AWS Managed Microsoft AD for Aviatrix
Summary
This document describes how to deploy an AWS Directory Service for Microsoft Active Directory for Aviatrix Controller LDAP and OpenVPN LDAP feature.
The AWS Directory Service for Microsoft Active Directory is an AWS service if you need an actual Microsoft Active Directory in the AWS Cloud that supports Active Directory–aware workloads, or AWS applications and services such as Amazon WorkSpaces and Amazon QuickSight, or you need LDAP support for Linux applications.
Please note that in the following steps, most involve following AWS Managed Microsoft AD Test Lab Tutorials to create LDAP service in AWS Cloud.
Follow these steps to configure the AWS AD configuration in your environment and verify LDAP connection.
Setting Up Your Base AWS Managed Microsoft AD in AWS
Verify AWS AD Is Operational by using AD Explorer
Verify AWS AD Is Operational by an Aviatrix Controller with LDAP login verification.
Verify AWS AD Is Operational by an Aviatrix OpenVPN Server with LDAP login verification.
Prerequisites
In order to complete the steps in this guide, you’ll need:
An AWS Account
An Aviatrix Controller which has already onboarded above AWS account
Setting Up Your Base AWS Managed Microsoft AD in AWS
Step A: Set Up Your AWS Environment for AWS Managed Microsoft AD
https://docs.aws.amazon.com/directoryservice/latest/admin-guide/microsoftadbasestep1.html
Step B: Create Your AWS Managed Microsoft AD Directory in AWS
https://docs.aws.amazon.com/en_us/directoryservice/latest/admin-guide/microsoftadbasestep2.html
Create your AWS Managed Microsoft AD directory. In this example, the following domain and dns are created
Domain Name: aws-ad.aviatrixtest.com.
Two domain Name servers are created by AWS AD: 172.31.28.253, 172.31.14.48
Step C: Deploy an EC2 Instance to Manage AWS Managed Microsoft AD
Follow these steps to configure Microsoft AD of your Windows Server EC2 Instance.
Deploy an EC2 Instance to Manage AWS Managed Microsoft AD Check Detail Here
Manually Join a Windows Instance Check Detail Here
Note
TIPS: Use these commands from a command prompt on the instance above %SystemRoot%system32control.exe ncpa.cpl => Make sure the two domain controller IP is in your dns setup %SystemRoot%system32control.exe sysdm.cpl ==> Join domain
Step D: Configure LDAP After logging in to the EC2 Instance with AD authentication (aws-ad.aviatrixtest.comAdmin), configure another user “aduser” to AWS AD domain.

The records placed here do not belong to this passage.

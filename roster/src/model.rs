//! The model builder: emits the ILP onto a [`MipBackend`], decision
//! variables, hard constraints, and the weighted objective.
//!
//! Two sparsification choices keep the model proportional to the number of
//! *feasible* assignments rather than the full `|E|·|S|·|D|` cross product,
//! without changing the feasible region or the optimum:
//!
//! - Seat availability: `x[e,s,d]` is never created for an unavailable
//!   `(s,d)` pair, instead of being created and forced to 0.
//! - Fixed-seat pinning: at a fixed `(s,d)`, only `x[e*,s,d]` is created
//!   (pinned to 1); other employees' variables for that `(s,d)` are never
//!   created, instead of being created and forced to 0.
//!
//! The consecutive-day auxiliary `y[e,d]` is only created for pairs where
//! `disallowed_consec` holds, since an allowed pair's `y` never appears in
//! the objective and its feasible value is unconstrained by anything else.

use std::collections::HashMap;

use chrono::NaiveDate;

use crate::backend::{ConstraintOp, MipBackend};
use crate::config::Weights;
use crate::input::NormalizedInput;

pub struct ModelHandles<V> {
    pub x: HashMap<(String, String, NaiveDate), V>,
    pub z: HashMap<String, V>,
}

pub fn build<B: MipBackend>(backend: &mut B, input: &NormalizedInput, weights: &Weights) -> ModelHandles<B::Var> {
    let mut x: HashMap<(String, String, NaiveDate), B::Var> = HashMap::new();

    // Decision variables, honoring the sparsifications above.
    for seat in &input.seats {
        for date in &input.working_dates {
            if !input.seat_available.contains(&(seat.code.clone(), *date)) {
                continue;
            }
            if let Some(fixed_emp) = input.fixed_at.get(&(seat.code.clone(), *date)) {
                let var = backend.add_binary_var();
                backend.add_constraint(&[(1.0, var)], ConstraintOp::Eq, 1.0);
                x.insert((fixed_emp.clone(), seat.code.clone(), *date), var);
                continue;
            }
            for employee in &input.employees {
                let var = backend.add_binary_var();
                x.insert((employee.id.clone(), seat.code.clone(), *date), var);
            }
        }
    }

    // Seat capacity: at most one employee per seat per date.
    for seat in &input.seats {
        for date in &input.working_dates {
            let terms: Vec<(f64, B::Var)> = input
                .employees
                .iter()
                .filter_map(|e| x.get(&(e.id.clone(), seat.code.clone(), *date)).map(|v| (1.0, *v)))
                .collect();
            if !terms.is_empty() {
                backend.add_constraint(&terms, ConstraintOp::Le, 1.0);
            }
        }
    }

    // One seat per employee per day.
    for employee in &input.employees {
        for date in &input.working_dates {
            let terms: Vec<(f64, B::Var)> = input
                .seats
                .iter()
                .filter_map(|s| x.get(&(employee.id.clone(), s.code.clone(), *date)).map(|v| (1.0, *v)))
                .collect();
            if !terms.is_empty() {
                backend.add_constraint(&terms, ConstraintOp::Le, 1.0);
            }
        }
    }

    // Monthly quota: every employee reaches their required day count.
    for employee in &input.employees {
        let terms = employee_assignment_terms(&x, input, employee_id_ref(employee), None);
        backend.add_constraint(&terms, ConstraintOp::Ge, input.required_days as f64);
    }

    // Designated-day target with slack.
    let mut z: HashMap<String, B::Var> = HashMap::new();
    for employee in &input.employees {
        let Some(designated) = input.designated_dates.get(&employee.id) else {
            continue;
        };
        if designated.is_empty() {
            continue;
        }
        let z_var = backend.add_integer_var(0.0, weights.designated_min as f64);
        z.insert(employee.id.clone(), z_var);

        let mut terms: Vec<(f64, B::Var)> = input
            .seats
            .iter()
            .flat_map(|s| designated.iter().map(move |d| (s, *d)))
            .filter_map(|(s, d)| x.get(&(employee.id.clone(), s.code.clone(), d)).map(|v| (1.0, *v)))
            .collect();
        terms.push((1.0, z_var));
        backend.add_constraint(&terms, ConstraintOp::Ge, weights.designated_min as f64);
        backend.add_objective_term(-weights.big_penalty, z_var);
    }

    // Flexible upper bound on non-special days, for employees with no fixed
    // obligations anywhere. Keeps over-allocation from eating special-day
    // capacity.
    for employee in &input.employees {
        if input.fixed_employee_ids.contains(&employee.id) {
            continue;
        }
        let special_days = input.special_days_of_sub_team(&employee.sub_team);
        let terms = employee_assignment_terms(&x, input, &employee.id, Some(&special_days));
        backend.add_constraint(&terms, ConstraintOp::Le, input.required_days as f64);
    }

    // Consecutive-day linearization, restricted to disallowed pairs (see
    // module docs), feeding the objective's anti-clustering penalty.
    for employee in &input.employees {
        for window in input.working_dates.windows(2) {
            let (d, d_next) = (window[0], window[1]);
            if !disallowed_consec(input, employee, d, d_next) {
                continue;
            }
            let a_d = employee_day_terms(&x, input, &employee.id, d);
            let a_next = employee_day_terms(&x, input, &employee.id, d_next);
            if a_d.is_empty() && a_next.is_empty() {
                continue;
            }

            let y = backend.add_binary_var();

            let mut le_d = a_d.clone();
            le_d.push((-1.0, y));
            backend.add_constraint(&le_d, ConstraintOp::Le, 0.0);

            let mut le_next = a_next.clone();
            le_next.push((-1.0, y));
            backend.add_constraint(&le_next, ConstraintOp::Le, 0.0);

            let mut ge = a_d;
            ge.extend(a_next);
            ge.push((-1.0, y));
            backend.add_constraint(&ge, ConstraintOp::Le, 1.0);

            backend.add_objective_term(-weights.consecutive_penalty, y);
        }
    }

    // Objective: fill + preference + designated + special + fairness bonuses.
    for ((emp_id, seat_code, date), var) in &x {
        let employee = &input.employees[input.emp_by_id[emp_id]];
        let bonus = bonus_for(input, weights, employee, seat_code, *date);
        backend.add_objective_term(bonus, *var);
    }

    ModelHandles { x, z }
}

fn employee_id_ref(employee: &crate::input::Employee) -> &str {
    &employee.id
}

fn employee_assignment_terms<V: Copy>(
    x: &HashMap<(String, String, NaiveDate), V>,
    input: &NormalizedInput,
    employee_id: &str,
    exclude_dates: Option<&std::collections::HashSet<NaiveDate>>,
) -> Vec<(f64, V)> {
    let mut terms = Vec::new();
    for seat in &input.seats {
        for date in &input.working_dates {
            if let Some(exclude) = exclude_dates {
                if exclude.contains(date) {
                    continue;
                }
            }
            if let Some(v) = x.get(&(employee_id.to_string(), seat.code.clone(), *date)) {
                terms.push((1.0, *v));
            }
        }
    }
    terms
}

fn employee_day_terms<V: Copy>(
    x: &HashMap<(String, String, NaiveDate), V>,
    input: &NormalizedInput,
    employee_id: &str,
    date: NaiveDate,
) -> Vec<(f64, V)> {
    input
        .seats
        .iter()
        .filter_map(|s| x.get(&(employee_id.to_string(), s.code.clone(), date)).map(|v| (1.0, *v)))
        .collect()
}

fn is_designated(input: &NormalizedInput, employee: &crate::input::Employee, date: NaiveDate) -> bool {
    input
        .designated_dates
        .get(&employee.id)
        .is_some_and(|dates| dates.contains(&date))
}

fn is_special_for(input: &NormalizedInput, employee: &crate::input::Employee, date: NaiveDate) -> bool {
    input.special.get(&date).is_some_and(|rule| rule.sub_team == employee.sub_team)
}

fn disallowed_consec(
    input: &NormalizedInput,
    employee: &crate::input::Employee,
    d: NaiveDate,
    d_next: NaiveDate,
) -> bool {
    let allowed = (is_designated(input, employee, d) && is_special_for(input, employee, d_next))
        || (is_designated(input, employee, d_next) && is_special_for(input, employee, d));
    !allowed
}

fn bonus_for(
    input: &NormalizedInput,
    weights: &Weights,
    employee: &crate::input::Employee,
    seat_code: &str,
    date: NaiveDate,
) -> f64 {
    let mut bonus = weights.fill_bonus;

    if input.seat_preferences.contains(&(employee.id.clone(), seat_code.to_string())) {
        bonus += weights.pref_bonus;
    }
    if is_designated(input, employee, date) {
        bonus += weights.designated_bonus;
    }
    if let Some(rule) = input.special.get(&date) {
        if rule.sub_team == employee.sub_team {
            bonus += weights.special_bonus;
            if !input.history_pairs.contains(&(rule.descriptor.clone(), employee.id.clone())) {
                bonus += weights.fairness_coef;
            }
        }
    }
    bonus
}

Verify AWS AD Is Operational by using AD Explorer
You can download Microsoft AD Explorer from this link
Verify LDAP information, for example Bind DN and Base DN, and store them for further Aviatrix Controller and OpenVPN LDAP authentication.
Verify AWS AD Is Operational by an Aviatrix Controller with LDAP login verification.
In the Aviatrix Controller GUI, go to Setting > Controller > LDAP Login. Input the LDAP information from AD Explorer and verify LDAP connection.
Verify AWS AD Is Operational by a Aviatrix OpenVPN Server with LDAP login verification.
In the Aviatrix Controller GUI, go to Setting > Controller > LDAP Login. Input LDAP information from AD Explorer and verify the LDAP connection.
OpenVPN is a registered trademark of OpenVPN Inc.